THE PROBLEM: Output, word for word, the lines of this listing that fall between the line with "record a view" and the line with "updated_at: c.updated_at", counting both of those lines, and no others.

☆ ☆ ☆

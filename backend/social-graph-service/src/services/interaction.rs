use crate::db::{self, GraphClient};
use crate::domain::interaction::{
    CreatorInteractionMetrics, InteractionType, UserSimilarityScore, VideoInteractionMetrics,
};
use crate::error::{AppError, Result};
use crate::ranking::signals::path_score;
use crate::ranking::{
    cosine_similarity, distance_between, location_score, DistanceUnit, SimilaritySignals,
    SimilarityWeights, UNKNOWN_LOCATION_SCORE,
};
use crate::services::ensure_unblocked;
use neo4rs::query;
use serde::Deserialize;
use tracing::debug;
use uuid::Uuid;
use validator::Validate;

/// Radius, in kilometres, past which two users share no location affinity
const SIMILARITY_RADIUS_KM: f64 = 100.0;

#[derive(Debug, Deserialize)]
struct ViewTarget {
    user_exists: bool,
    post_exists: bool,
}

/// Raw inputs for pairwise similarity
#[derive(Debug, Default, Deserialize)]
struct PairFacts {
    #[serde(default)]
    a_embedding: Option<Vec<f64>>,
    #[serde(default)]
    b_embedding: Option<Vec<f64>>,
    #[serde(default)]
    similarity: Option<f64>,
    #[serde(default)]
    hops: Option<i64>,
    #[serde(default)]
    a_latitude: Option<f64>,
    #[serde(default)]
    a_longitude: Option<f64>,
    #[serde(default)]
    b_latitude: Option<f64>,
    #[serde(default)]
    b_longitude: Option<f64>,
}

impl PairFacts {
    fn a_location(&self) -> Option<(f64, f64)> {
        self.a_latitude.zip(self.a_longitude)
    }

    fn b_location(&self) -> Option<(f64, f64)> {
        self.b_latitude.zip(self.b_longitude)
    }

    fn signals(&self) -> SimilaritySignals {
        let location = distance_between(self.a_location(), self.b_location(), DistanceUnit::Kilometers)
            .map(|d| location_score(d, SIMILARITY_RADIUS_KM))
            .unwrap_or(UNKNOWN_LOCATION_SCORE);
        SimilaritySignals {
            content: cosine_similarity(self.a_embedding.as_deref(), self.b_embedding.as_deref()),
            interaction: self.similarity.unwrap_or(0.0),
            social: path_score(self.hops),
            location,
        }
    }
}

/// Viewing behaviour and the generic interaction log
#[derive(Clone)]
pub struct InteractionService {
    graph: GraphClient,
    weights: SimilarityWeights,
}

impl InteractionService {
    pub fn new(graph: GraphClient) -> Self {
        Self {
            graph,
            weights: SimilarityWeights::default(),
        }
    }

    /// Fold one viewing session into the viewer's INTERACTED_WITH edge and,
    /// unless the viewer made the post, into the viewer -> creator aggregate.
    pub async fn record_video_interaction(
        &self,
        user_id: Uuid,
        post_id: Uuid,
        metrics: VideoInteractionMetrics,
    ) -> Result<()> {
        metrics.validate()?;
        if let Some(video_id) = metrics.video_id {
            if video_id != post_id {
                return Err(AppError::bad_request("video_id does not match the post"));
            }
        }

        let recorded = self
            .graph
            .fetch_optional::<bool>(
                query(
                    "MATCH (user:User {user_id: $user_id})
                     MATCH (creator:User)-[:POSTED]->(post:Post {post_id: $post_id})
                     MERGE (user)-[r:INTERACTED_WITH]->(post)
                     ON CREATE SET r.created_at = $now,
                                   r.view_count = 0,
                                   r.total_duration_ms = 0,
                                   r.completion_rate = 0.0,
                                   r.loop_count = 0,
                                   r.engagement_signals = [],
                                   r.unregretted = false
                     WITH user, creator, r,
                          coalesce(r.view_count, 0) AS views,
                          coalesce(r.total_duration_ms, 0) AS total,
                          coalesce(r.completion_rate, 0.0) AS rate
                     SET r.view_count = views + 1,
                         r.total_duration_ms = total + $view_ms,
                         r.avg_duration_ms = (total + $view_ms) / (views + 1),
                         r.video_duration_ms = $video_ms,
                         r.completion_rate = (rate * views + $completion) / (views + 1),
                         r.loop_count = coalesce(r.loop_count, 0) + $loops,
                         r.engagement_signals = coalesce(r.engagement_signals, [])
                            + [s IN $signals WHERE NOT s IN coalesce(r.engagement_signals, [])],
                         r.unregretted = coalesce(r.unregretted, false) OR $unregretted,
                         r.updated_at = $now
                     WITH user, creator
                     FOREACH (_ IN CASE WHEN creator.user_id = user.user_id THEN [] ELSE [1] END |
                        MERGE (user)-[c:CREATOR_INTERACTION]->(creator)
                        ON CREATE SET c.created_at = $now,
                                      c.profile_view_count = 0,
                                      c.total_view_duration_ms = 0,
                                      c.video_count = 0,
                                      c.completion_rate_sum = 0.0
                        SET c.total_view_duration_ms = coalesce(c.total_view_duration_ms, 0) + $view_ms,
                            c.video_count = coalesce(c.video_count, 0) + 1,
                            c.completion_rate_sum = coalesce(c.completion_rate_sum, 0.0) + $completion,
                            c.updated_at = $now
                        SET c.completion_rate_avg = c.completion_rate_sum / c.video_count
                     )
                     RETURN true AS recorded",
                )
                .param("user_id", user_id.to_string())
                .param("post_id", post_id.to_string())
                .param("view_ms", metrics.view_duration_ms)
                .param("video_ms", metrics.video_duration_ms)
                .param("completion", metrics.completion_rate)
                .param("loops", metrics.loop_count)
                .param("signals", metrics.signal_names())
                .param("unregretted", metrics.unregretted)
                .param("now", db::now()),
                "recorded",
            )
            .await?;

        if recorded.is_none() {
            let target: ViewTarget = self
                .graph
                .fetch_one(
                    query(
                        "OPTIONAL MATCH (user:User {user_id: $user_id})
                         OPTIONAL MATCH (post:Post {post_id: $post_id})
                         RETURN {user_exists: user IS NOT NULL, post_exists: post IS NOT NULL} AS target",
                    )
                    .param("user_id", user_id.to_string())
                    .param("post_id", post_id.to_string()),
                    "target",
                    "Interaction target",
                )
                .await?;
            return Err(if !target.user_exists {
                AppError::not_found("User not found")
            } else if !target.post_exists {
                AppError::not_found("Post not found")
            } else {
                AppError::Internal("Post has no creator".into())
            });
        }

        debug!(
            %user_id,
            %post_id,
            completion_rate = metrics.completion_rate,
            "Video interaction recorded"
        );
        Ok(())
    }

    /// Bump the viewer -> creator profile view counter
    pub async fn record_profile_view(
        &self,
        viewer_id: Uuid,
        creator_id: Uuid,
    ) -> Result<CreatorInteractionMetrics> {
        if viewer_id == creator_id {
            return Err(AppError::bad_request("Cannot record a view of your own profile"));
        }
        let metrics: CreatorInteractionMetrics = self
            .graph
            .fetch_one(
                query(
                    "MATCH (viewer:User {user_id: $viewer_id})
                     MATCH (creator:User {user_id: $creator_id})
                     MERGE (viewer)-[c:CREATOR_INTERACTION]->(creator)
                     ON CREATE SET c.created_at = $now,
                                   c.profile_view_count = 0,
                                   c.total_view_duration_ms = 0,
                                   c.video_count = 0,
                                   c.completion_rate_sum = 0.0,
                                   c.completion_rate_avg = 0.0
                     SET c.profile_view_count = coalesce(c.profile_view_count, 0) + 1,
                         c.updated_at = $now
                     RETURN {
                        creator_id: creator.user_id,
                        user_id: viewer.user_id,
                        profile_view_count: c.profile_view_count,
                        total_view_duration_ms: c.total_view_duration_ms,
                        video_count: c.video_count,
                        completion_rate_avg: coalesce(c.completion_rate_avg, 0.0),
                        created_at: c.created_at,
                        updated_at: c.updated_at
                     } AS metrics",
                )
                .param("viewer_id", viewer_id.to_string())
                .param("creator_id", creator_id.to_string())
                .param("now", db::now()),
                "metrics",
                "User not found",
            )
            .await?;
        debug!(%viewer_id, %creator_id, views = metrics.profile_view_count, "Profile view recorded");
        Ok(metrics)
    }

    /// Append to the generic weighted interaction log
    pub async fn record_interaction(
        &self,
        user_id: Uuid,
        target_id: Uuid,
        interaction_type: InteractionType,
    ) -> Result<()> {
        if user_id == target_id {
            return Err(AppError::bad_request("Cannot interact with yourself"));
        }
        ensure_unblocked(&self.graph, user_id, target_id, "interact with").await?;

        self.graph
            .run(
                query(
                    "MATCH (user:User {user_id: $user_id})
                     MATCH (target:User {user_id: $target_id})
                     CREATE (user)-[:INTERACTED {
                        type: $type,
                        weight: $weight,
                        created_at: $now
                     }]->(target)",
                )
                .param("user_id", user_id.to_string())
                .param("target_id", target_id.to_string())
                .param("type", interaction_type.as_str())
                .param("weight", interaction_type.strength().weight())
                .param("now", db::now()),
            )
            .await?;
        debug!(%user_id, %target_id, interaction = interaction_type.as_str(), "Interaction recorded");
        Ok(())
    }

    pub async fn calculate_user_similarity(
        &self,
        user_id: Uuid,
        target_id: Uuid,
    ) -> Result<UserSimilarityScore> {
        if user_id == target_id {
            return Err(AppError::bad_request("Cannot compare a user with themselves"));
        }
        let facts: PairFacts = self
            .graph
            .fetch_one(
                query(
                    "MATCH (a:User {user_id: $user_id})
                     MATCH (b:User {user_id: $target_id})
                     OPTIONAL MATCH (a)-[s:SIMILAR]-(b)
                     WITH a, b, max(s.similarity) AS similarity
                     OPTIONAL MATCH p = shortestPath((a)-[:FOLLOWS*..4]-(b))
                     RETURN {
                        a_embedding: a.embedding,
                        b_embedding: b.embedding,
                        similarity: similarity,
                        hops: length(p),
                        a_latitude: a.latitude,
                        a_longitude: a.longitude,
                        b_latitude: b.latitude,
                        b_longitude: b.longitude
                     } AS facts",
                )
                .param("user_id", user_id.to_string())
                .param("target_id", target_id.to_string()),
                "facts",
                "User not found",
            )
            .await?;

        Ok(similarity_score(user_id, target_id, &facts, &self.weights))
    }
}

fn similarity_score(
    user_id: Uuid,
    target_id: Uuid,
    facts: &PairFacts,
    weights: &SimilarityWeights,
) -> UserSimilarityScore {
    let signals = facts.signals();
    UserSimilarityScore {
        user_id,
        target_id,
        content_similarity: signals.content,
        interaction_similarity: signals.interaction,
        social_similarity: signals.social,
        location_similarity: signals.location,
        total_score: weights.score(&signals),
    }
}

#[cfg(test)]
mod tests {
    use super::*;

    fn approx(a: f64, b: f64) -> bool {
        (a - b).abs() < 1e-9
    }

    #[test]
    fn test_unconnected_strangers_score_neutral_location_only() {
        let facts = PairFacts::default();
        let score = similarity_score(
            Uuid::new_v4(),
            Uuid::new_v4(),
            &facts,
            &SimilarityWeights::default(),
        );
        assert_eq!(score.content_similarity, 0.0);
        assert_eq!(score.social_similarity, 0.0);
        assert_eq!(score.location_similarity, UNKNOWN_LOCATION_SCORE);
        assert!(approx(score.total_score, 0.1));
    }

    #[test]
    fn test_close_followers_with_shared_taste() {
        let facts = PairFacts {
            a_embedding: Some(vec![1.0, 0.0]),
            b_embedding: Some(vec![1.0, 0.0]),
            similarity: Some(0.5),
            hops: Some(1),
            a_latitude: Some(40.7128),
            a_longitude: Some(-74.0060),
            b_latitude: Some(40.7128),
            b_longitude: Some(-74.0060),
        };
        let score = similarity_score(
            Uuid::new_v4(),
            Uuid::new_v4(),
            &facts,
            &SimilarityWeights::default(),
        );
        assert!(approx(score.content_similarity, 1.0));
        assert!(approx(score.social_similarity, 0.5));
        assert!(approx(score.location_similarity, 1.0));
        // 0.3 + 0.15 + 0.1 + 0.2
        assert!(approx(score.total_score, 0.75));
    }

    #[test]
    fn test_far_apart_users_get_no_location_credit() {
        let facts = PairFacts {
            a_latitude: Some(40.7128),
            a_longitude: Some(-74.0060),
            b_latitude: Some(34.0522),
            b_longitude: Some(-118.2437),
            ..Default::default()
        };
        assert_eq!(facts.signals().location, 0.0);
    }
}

☆ ☆ ☆

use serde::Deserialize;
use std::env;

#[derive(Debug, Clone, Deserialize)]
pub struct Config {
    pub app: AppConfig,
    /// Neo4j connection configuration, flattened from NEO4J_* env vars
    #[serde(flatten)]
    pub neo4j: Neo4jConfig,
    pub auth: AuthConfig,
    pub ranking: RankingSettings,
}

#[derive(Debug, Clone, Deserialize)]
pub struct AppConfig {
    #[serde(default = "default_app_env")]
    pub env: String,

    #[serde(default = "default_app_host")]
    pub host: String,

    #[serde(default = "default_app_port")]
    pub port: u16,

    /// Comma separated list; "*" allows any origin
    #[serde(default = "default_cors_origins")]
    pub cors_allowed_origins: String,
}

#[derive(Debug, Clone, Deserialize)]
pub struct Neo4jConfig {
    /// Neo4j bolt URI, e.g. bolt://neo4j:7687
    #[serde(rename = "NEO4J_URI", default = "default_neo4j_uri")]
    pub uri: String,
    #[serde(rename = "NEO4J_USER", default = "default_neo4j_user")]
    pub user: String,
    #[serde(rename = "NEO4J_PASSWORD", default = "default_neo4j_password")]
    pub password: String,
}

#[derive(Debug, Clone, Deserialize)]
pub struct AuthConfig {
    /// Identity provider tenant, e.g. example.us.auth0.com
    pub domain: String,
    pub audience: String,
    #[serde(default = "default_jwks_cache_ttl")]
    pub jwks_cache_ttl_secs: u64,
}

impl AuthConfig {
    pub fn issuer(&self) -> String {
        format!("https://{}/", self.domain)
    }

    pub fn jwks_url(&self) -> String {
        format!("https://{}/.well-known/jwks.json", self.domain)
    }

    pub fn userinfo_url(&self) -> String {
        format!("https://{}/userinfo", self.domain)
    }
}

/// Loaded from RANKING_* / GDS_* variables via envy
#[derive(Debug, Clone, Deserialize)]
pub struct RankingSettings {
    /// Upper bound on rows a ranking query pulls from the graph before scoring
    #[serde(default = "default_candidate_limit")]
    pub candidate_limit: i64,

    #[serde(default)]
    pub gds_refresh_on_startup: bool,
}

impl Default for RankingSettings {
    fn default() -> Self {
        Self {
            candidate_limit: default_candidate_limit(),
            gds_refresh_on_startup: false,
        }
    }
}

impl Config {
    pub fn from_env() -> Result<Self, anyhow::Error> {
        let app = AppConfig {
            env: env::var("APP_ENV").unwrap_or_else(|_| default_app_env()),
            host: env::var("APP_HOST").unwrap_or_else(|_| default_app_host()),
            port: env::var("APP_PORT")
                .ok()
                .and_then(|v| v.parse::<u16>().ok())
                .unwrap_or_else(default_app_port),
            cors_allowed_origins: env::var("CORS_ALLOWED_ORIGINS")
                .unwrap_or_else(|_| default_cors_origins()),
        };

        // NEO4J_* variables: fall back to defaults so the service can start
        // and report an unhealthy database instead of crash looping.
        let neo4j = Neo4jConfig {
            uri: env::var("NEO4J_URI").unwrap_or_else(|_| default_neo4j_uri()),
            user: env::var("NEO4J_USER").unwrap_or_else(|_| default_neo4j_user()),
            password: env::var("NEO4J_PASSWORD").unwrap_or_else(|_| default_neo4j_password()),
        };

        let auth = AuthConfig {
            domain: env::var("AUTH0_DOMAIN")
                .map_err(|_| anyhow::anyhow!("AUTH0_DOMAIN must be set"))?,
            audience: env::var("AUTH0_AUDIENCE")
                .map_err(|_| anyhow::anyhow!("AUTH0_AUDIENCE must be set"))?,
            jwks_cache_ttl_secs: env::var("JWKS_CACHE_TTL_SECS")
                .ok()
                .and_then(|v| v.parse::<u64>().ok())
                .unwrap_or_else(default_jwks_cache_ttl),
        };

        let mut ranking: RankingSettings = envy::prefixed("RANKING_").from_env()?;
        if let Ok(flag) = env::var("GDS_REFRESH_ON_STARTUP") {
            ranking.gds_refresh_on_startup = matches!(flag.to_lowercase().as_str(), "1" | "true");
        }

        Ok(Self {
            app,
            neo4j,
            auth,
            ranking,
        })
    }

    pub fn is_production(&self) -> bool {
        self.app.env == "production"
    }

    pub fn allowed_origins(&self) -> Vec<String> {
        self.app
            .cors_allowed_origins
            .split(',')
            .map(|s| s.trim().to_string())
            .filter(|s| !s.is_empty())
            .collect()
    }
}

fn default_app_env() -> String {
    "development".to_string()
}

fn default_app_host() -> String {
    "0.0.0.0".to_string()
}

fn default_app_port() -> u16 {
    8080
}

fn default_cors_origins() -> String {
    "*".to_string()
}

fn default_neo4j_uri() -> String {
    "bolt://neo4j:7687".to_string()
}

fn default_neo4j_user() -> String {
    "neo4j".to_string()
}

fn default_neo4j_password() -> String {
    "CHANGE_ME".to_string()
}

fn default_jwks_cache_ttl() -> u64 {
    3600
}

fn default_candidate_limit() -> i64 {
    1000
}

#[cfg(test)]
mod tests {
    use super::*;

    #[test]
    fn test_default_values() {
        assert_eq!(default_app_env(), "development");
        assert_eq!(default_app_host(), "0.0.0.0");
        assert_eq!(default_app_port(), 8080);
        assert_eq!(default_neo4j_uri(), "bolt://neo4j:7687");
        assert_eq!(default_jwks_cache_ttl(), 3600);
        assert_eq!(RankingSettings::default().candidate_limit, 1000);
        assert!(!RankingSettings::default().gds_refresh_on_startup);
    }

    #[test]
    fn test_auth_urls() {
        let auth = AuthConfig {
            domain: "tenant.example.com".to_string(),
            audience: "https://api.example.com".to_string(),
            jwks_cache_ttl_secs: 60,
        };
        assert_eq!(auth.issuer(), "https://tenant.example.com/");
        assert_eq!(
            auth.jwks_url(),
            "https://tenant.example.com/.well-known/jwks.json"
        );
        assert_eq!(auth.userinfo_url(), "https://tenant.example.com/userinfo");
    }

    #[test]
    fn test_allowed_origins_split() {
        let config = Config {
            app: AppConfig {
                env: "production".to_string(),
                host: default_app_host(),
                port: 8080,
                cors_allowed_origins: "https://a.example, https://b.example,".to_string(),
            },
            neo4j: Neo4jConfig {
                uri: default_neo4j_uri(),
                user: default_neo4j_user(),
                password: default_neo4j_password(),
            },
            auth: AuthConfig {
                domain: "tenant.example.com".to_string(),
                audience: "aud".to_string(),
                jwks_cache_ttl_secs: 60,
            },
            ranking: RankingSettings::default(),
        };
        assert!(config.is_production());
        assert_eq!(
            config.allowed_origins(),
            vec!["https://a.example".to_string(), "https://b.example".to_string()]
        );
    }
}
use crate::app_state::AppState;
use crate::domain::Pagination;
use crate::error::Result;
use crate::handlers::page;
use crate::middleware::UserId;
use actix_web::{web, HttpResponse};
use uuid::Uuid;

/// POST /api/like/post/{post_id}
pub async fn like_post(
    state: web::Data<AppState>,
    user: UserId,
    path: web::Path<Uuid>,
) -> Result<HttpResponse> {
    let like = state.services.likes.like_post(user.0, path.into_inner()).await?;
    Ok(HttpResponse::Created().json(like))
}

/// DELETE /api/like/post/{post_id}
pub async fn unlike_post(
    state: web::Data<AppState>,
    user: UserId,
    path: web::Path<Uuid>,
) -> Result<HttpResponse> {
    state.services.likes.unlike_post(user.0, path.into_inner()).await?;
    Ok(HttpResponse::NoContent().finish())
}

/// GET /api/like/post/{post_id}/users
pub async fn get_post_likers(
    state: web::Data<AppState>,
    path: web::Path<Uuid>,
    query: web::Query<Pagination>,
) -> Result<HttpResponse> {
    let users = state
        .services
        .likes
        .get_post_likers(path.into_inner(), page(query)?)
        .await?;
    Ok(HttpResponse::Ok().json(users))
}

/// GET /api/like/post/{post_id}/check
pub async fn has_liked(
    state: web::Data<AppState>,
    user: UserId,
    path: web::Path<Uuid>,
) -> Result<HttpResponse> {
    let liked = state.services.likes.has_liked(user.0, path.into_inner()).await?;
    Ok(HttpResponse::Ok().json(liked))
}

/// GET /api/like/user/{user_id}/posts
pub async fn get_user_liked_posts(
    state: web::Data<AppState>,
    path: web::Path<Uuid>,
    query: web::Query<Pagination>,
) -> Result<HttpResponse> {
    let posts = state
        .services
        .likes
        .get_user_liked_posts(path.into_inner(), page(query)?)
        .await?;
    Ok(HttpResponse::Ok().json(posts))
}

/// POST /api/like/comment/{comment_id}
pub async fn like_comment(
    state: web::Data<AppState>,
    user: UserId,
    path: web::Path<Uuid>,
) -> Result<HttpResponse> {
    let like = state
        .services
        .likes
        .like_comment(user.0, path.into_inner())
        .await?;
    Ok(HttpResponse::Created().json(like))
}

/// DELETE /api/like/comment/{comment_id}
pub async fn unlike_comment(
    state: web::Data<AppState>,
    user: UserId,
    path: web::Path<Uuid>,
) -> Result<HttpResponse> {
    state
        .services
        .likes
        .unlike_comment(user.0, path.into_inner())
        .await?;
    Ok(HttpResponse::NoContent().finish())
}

☆ ☆ ☆

REPLY:
            return Err(AppError::bad_request("Cannot record a view of your own profile"));
        }
        let metrics: CreatorInteractionMetrics = self
            .graph
            .fetch_one(
                query(
                    "MATCH (viewer:User {user_id: $viewer_id})
                     MATCH (creator:User {user_id: $creator_id})
                     MERGE (viewer)-[c:CREATOR_INTERACTION]->(creator)
                     ON CREATE SET c.created_at = $now,
                                   c.profile_view_count = 0,
                                   c.total_view_duration_ms = 0,
                                   c.video_count = 0,
                                   c.completion_rate_sum = 0.0,
                                   c.completion_rate_avg = 0.0
                     SET c.profile_view_count = coalesce(c.profile_view_count, 0) + 1,
                         c.updated_at = $now
                     RETURN {
                        creator_id: creator.user_id,
                        user_id: viewer.user_id,
                        profile_view_count: c.profile_view_count,
                        total_view_duration_ms: c.total_view_duration_ms,
                        video_count: c.video_count,
                        completion_rate_avg: coalesce(c.completion_rate_avg, 0.0),
                        created_at: c.created_at,
                        updated_at: c.updated_at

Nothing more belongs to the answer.